(Stored data entries)
────────────────
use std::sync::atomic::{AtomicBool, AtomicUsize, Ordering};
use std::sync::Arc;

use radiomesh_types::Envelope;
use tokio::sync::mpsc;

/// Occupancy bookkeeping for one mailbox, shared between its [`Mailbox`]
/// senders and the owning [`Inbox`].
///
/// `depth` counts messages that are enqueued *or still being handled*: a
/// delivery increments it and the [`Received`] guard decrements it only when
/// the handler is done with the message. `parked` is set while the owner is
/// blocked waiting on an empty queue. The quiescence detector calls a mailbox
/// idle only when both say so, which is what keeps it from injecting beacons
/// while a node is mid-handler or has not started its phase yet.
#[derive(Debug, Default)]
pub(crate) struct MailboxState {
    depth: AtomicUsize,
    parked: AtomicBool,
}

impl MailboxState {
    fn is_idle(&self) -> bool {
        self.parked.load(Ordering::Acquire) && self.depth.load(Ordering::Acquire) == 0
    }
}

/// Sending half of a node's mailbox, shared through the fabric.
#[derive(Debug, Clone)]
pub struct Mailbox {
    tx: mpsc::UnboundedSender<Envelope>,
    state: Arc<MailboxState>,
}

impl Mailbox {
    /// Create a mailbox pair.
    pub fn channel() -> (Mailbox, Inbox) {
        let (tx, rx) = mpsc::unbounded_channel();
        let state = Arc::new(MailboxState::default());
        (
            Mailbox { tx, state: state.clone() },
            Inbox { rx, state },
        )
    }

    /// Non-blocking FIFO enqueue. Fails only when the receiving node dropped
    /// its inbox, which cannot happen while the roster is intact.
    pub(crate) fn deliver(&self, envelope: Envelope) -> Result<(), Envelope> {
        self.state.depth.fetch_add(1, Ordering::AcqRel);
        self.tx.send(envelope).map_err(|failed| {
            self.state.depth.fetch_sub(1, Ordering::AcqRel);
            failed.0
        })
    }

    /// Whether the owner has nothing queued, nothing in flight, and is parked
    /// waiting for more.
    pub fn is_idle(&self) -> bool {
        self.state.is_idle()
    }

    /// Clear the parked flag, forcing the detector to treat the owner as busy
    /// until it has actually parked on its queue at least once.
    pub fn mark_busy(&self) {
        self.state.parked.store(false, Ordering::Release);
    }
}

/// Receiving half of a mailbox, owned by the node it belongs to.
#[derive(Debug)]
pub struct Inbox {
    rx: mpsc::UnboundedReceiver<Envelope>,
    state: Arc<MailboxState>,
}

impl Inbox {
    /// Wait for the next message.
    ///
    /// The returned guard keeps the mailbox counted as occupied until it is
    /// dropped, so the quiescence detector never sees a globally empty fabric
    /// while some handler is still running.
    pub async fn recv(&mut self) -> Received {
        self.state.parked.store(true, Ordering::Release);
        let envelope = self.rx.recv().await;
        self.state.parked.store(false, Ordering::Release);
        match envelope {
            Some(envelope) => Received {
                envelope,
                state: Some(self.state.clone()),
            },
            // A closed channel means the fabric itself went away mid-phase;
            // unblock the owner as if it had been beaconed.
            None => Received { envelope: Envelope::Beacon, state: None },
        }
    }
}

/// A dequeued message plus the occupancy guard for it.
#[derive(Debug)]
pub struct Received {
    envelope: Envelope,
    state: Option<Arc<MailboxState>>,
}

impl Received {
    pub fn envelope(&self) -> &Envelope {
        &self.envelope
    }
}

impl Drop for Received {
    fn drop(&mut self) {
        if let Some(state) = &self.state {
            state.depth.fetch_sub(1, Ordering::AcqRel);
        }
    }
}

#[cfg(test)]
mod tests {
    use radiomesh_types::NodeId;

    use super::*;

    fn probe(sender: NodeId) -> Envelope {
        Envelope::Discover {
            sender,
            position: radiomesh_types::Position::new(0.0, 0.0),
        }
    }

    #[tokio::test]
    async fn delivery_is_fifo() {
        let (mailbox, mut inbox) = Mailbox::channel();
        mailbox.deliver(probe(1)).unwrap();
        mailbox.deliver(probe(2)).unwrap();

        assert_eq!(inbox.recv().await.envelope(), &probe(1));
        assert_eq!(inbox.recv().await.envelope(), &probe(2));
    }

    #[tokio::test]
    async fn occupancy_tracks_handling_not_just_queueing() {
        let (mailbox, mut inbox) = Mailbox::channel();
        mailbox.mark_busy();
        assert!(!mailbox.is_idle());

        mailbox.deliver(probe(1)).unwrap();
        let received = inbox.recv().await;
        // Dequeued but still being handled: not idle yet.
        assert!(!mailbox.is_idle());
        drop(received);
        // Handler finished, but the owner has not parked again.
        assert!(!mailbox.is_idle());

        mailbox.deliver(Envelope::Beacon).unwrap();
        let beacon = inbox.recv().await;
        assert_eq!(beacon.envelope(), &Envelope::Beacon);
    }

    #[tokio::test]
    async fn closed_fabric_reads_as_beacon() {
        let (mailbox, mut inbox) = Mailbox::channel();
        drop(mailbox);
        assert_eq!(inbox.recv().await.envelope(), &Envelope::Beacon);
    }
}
────────────────
Work item => Return every entry above with nothing altered.

Solution to the problem =>
use std::sync::atomic::{AtomicBool, AtomicUsize, Ordering};
use std::sync::Arc;

use radiomesh_types::Envelope;
use tokio::sync::mpsc;

/// Occupancy bookkeeping for one mailbox, shared between its [`Mailbox`]
/// senders and the owning [`Inbox`].
///
/// `depth` counts messages that are enqueued *or still being handled*: a
/// delivery increments it and the [`Received`] guard decrements it only when
/// the handler is done with the message. `parked` is set while the owner is
/// blocked waiting on an empty queue. The quiescence detector calls a mailbox
/// idle only when both say so, which is what keeps it from injecting beacons
/// while a node is mid-handler or has not started its phase yet.
#[derive(Debug, Default)]
pub(crate) struct MailboxState {
    depth: AtomicUsize,
    parked: AtomicBool,
}

impl MailboxState {
    fn is_idle(&self) -> bool {
        self.parked.load(Ordering::Acquire) && self.depth.load(Ordering::Acquire) == 0
    }
}

/// Sending half of a node's mailbox, shared through the fabric.
#[derive(Debug, Clone)]
pub struct Mailbox {
    tx: mpsc::UnboundedSender<Envelope>,
    state: Arc<MailboxState>,
}

impl Mailbox {
    /// Create a mailbox pair.
    pub fn channel() -> (Mailbox, Inbox) {
        let (tx, rx) = mpsc::unbounded_channel();
        let state = Arc::new(MailboxState::default());
        (
            Mailbox { tx, state: state.clone() },
            Inbox { rx, state },
        )
    }

    /// Non-blocking FIFO enqueue. Fails only when the receiving node dropped
    /// its inbox, which cannot happen while the roster is intact.
    pub(crate) fn deliver(&self, envelope: Envelope) -> Result<(), Envelope> {
        self.state.depth.fetch_add(1, Ordering::AcqRel);
        self.tx.send(envelope).map_err(|failed| {
            self.state.depth.fetch_sub(1, Ordering::AcqRel);
            failed.0
        })
    }

    /// Whether the owner has nothing queued, nothing in flight, and is parked
    /// waiting for more.
    pub fn is_idle(&self) -> bool {
        self.state.is_idle()
    }

    /// Clear the parked flag, forcing the detector to treat the owner as busy
    /// until it has actually parked on its queue at least once.
    pub fn mark_busy(&self) {
        self.state.parked.store(false, Ordering::Release);
    }
}

/// Receiving half of a mailbox, owned by the node it belongs to.
#[derive(Debug)]
pub struct Inbox {
    rx: mpsc::UnboundedReceiver<Envelope>,
    state: Arc<MailboxState>,
}

impl Inbox {
    /// Wait for the next message.
    ///
    /// The returned guard keeps the mailbox counted as occupied until it is
    /// dropped, so the quiescence detector never sees a globally empty fabric
    /// while some handler is still running.
    pub async fn recv(&mut self) -> Received {
        self.state.parked.store(true, Ordering::Release);
        let envelope = self.rx.recv().await;
        self.state.parked.store(false, Ordering::Release);
        match envelope {
            Some(envelope) => Received {
                envelope,
                state: Some(self.state.clone()),
            },
            // A closed channel means the fabric itself went away mid-phase;
            // unblock the owner as if it had been beaconed.
            None => Received { envelope: Envelope::Beacon, state: None },
        }
    }
}

/// A dequeued message plus the occupancy guard for it.
#[derive(Debug)]
pub struct Received {
    envelope: Envelope,
    state: Option<Arc<MailboxState>>,
}

impl Received {
    pub fn envelope(&self) -> &Envelope {
        &self.envelope
    }
}

impl Drop for Received {
    fn drop(&mut self) {
        if let Some(state) = &self.state {
            state.depth.fetch_sub(1, Ordering::AcqRel);
        }
    }
}

#[cfg(test)]
mod tests {
    use radiomesh_types::NodeId;

    use super::*;

    fn probe(sender: NodeId) -> Envelope {
        Envelope::Discover {
            sender,
            position: radiomesh_types::Position::new(0.0, 0.0),
        }
    }

    #[tokio::test]
    async fn delivery_is_fifo() {
        let (mailbox, mut inbox) = Mailbox::channel();
        mailbox.deliver(probe(1)).unwrap();
        mailbox.deliver(probe(2)).unwrap();

        assert_eq!(inbox.recv().await.envelope(), &probe(1));
        assert_eq!(inbox.recv().await.envelope(), &probe(2));
    }

    #[tokio::test]
    async fn occupancy_tracks_handling_not_just_queueing() {
        let (mailbox, mut inbox) = Mailbox::channel();
        mailbox.mark_busy();
        assert!(!mailbox.is_idle());

        mailbox.deliver(probe(1)).unwrap();
        let received = inbox.recv().await;
        // Dequeued but still being handled: not idle yet.
        assert!(!mailbox.is_idle());
        drop(received);
        // Handler finished, but the owner has not parked again.
        assert!(!mailbox.is_idle());

        mailbox.deliver(Envelope::Beacon).unwrap();
        let beacon = inbox.recv().await;
        assert_eq!(beacon.envelope(), &Envelope::Beacon);
    }

    #[tokio::test]
    async fn closed_fabric_reads_as_beacon() {
        let (mailbox, mut inbox) = Mailbox::channel();
        drop(mailbox);
        assert_eq!(inbox.recv().await.envelope(), &Envelope::Beacon);
    }
}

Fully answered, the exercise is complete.